Quebrei por acidente, andava a lustrar tudo o que fosse inútil, bandejas de prata, copos de marfim, colheres de jasmim, pratos de uísque, candelabros de bordel, quebrei e foi em muitos cacos, nem quis colar, tudo uma futilidade só, não sei por que razão o senhor esconde esses valorosos objetos nas mais altas e secretas prateleiras.

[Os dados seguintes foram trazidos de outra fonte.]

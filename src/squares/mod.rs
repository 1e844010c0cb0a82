//! Super Bowl Squares board rules
//!
//! Pure functions over a [`Game`](crate::types::Game) and its claimed
//! [`Entry`](crate::types::Entry) list. Nothing here touches storage; callers
//! hold the game lock while applying results.

pub mod claims;
pub mod error;
pub mod grid;
pub mod players;

pub use claims::{
    can_claim, check_quota, empty_cells, plan_bulk_fill, plan_claim, validate_claim, NewEntry,
};
pub use error::{SquaresError, SquaresResult};
pub use grid::{
    get_latest_quarter, get_winning_position, get_winning_square, lock_board, quarter_results,
    resolve_quarter, reshuffle_numbers, shuffled_digits, submit_quarter_score, undo_quarter_score,
    BoardNumbers, Position, QuarterOutcome, WinningSquare,
};
pub use players::{
    count_claimed, count_player_squares, get_player_color, get_player_emoji, get_unique_players,
    is_board_full,
};
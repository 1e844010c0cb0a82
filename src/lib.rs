// Public API for integration tests and potential library usage

pub mod api;
pub mod auth;
pub mod cache;
pub mod config;
pub mod janitor;
pub mod rate_limit;
pub mod scoring;
pub mod squares;
pub mod state;
pub mod trivia_flow;
pub mod types;
use crate::types::Cell;

/// Result type for Squares board operations
pub type SquaresResult<T> = Result<T, SquaresError>;

/// Errors raised by the Squares board rules
#[derive(Debug, Clone, PartialEq, Eq, thiserror::Error)]
pub enum SquaresError {
    #[error("Invalid game state: {0}")]
    InvalidState(String),

    #[error("Square limit reached: player holds {current} of {max} allowed squares, requested {requested} more")]
    QuotaExceeded {
        current: usize,
        max: u32,
        requested: usize,
    },

    #[error("No existing players to fill the board with")]
    NoPlayers,

    #[error("Square ({}, {}) is already claimed", .0.row, .0.col)]
    DuplicateClaim(Cell),

    #[error("Square ({}, {}) is outside the board", .0.row, .0.col)]
    OutOfBounds(Cell),

    #[error("No squares requested")]
    EmptyClaim,
}

impl SquaresError {
    /// Stable machine-readable kind for API responses
    pub fn code(&self) -> &'static str {
        match self {
            SquaresError::InvalidState(_) => "INVALID_STATE",
            SquaresError::QuotaExceeded { .. } => "QUOTA_EXCEEDED",
            SquaresError::NoPlayers => "NO_PLAYERS",
            SquaresError::DuplicateClaim(_) => "DUPLICATE_CLAIM",
            SquaresError::OutOfBounds(_) => "OUT_OF_BOUNDS",
            SquaresError::EmptyClaim => "EMPTY_CLAIM",
        }
    }
}
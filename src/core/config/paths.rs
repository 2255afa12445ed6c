use std::env;
use std::fs;
use std::path::{Path, PathBuf};

#[derive(Debug, Clone)]
pub struct AppPaths {
    pub project_root: PathBuf,
    pub user_data_dir: PathBuf,
    pub log_dir: PathBuf,
    pub index_db_path: PathBuf,
    pub secrets_path: PathBuf,
}

impl AppPaths {
    pub fn new() -> Self {
        let project_root = discover_project_root();
        let user_data_dir = discover_user_data_dir(&project_root);
        let log_dir = user_data_dir.join("logs");
        let index_db_path = user_data_dir.join("heritage_index.db");
        let secrets_path = user_data_dir.join("secrets.yaml");

        for dir in [&user_data_dir, &log_dir] {
            let _ = fs::create_dir_all(dir);
        }

        AppPaths {
            project_root,
            user_data_dir,
            log_dir,
            index_db_path,
            secrets_path,
        }
    }
}

impl Default for AppPaths {
    fn default() -> Self {
        Self::new()
    }
}

fn discover_project_root() -> PathBuf {
    if let Ok(root) = env::var("HERITAGE_ROOT") {
        return PathBuf::from(root);
    }

    let manifest_dir = PathBuf::from(env!("CARGO_MANIFEST_DIR"));
    if manifest_dir.join("config.yml").exists() {
        return manifest_dir;
    }

    env::current_dir().unwrap_or(manifest_dir)
}

fn discover_user_data_dir(project_root: &Path) -> PathBuf {
    if let Ok(dir) = env::var("HERITAGE_DATA_DIR") {
        return PathBuf::from(dir);
    }

    if cfg!(debug_assertions) {
        return project_root.to_path_buf();
    }

    if cfg!(target_os = "windows") {
        let base = env::var("LOCALAPPDATA")
            .unwrap_or_else(|_| env::var("USERPROFILE").unwrap_or_else(|_| ".".to_string()));
        return PathBuf::from(base).join("HeritageAssistant");
    }

    if cfg!(target_os = "macos") {
        return home_dir()
            .join("Library")
            .join("Application Support")
            .join("HeritageAssistant");
    }

    let xdg = env::var("XDG_DATA_HOME").unwrap_or_else(|_| {
        home_dir()
            .join(".local/share")
            .to_string_lossy()
            .to_string()
    });
    PathBuf::from(xdg).join("heritage-assistant")
}

fn home_dir() -> PathBuf {
    env::var("HOME")
        .or_else(|_| env::var("USERPROFILE"))
        .map(PathBuf::from)
        .unwrap_or_else(|_| PathBuf::from("."))
}
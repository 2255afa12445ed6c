//! Vector retrieval: embed the query, search the static index.

use std::sync::Arc;

use serde_json::Value;

use super::index::VectorIndex;
use super::passage::{Origin, RetrievedPassage};
use crate::core::errors::ApiError;
use crate::llm::LlmProvider;

pub struct VectorRetriever {
    index: Arc<VectorIndex>,
    llm: Arc<dyn LlmProvider>,
    embedding_model: String,
}

impl VectorRetriever {
    pub fn new(index: Arc<VectorIndex>, llm: Arc<dyn LlmProvider>, embedding_model: String) -> Self {
        Self {
            index,
            llm,
            embedding_model,
        }
    }

    pub fn from_config(
        index: Arc<VectorIndex>,
        llm: Arc<dyn LlmProvider>,
        config: &Value,
    ) -> Self {
        let embedding_model = config
            .get("llm")
            .and_then(|v| v.get("embedding_model"))
            .and_then(|v| v.as_str())
            .unwrap_or("text-embedding-3-small")
            .to_string();
        Self::new(index, llm, embedding_model)
    }

    /// Top-K stored passages most similar to `query`.
    ///
    /// Index similarity selects the candidates and is logged for
    /// diagnostics, but the passage's relevance score comes from its
    /// stored provenance (usually absent for local passages, which then
    /// rank with the default score at merge time).
    pub async fn retrieve(
        &self,
        query: &str,
        top_k: usize,
    ) -> Result<Vec<RetrievedPassage>, ApiError> {
        let embeddings = self
            .llm
            .embed(&[query.to_string()], &self.embedding_model)
            .await?;
        let query_embedding = embeddings
            .into_iter()
            .next()
            .ok_or_else(|| ApiError::Internal("embedding service returned no vector".to_string()))?;

        let hits = self.index.search(&query_embedding, top_k).await?;

        let passages = hits
            .into_iter()
            .map(|hit| {
                tracing::debug!(
                    passage_id = %hit.passage.passage_id,
                    similarity = hit.similarity,
                    "local index hit"
                );
                let relevance_score = hit
                    .passage
                    .provenance
                    .get("score")
                    .and_then(|s| s.parse::<f32>().ok());
                RetrievedPassage {
                    text: hit.passage.content,
                    provenance: hit.passage.provenance,
                    relevance_score,
                    origin: Origin::Local,
                }
            })
            .collect();

        Ok(passages)
    }
}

Dândi, não se meta jamais em saber dos meus propósitos, se eu guardo candelabros de bordéis, tenho cá minhas razões, mantenha-se calado e sirva para o que eu lhe pago, lustre tudo, quero ver brilhar útil e inútil, quero o brilho fora e dentro das gavetas, quero a certeza de que lá dentro guardo comigo brilho puro de acabamento úrdico. E agora?, como tomarei meu chá de fortalecer minha lucidez?, que é da minha noite clara, criado Dândi?, providencie já soluções, tenho preguiça de pensar, pago-lhe também pra me viver no meu lugar caso eu me canse de tudo, inclusive dos poemas mais alados, pois agora quero mesmo acordar pra noite, tomar o lugar das sombras, Dândi venha cá, cumpra-me a ordem, "é só de mim que eu ando delirante", se no meu sobrenome me chamaram Carneiro não foi por ironia, foi mais por serem divinas as ovelhas e seus machos chifrudos, Carneio sou, pertenço a deus, vou já pra casa, mas antes quero meu chá.
Sim, senhor, senhor de Sá Carneiro.
Só peço mais uma coisa, dilua a erva em conhaque porque a lucidez me evapora. "Que saudade da morte."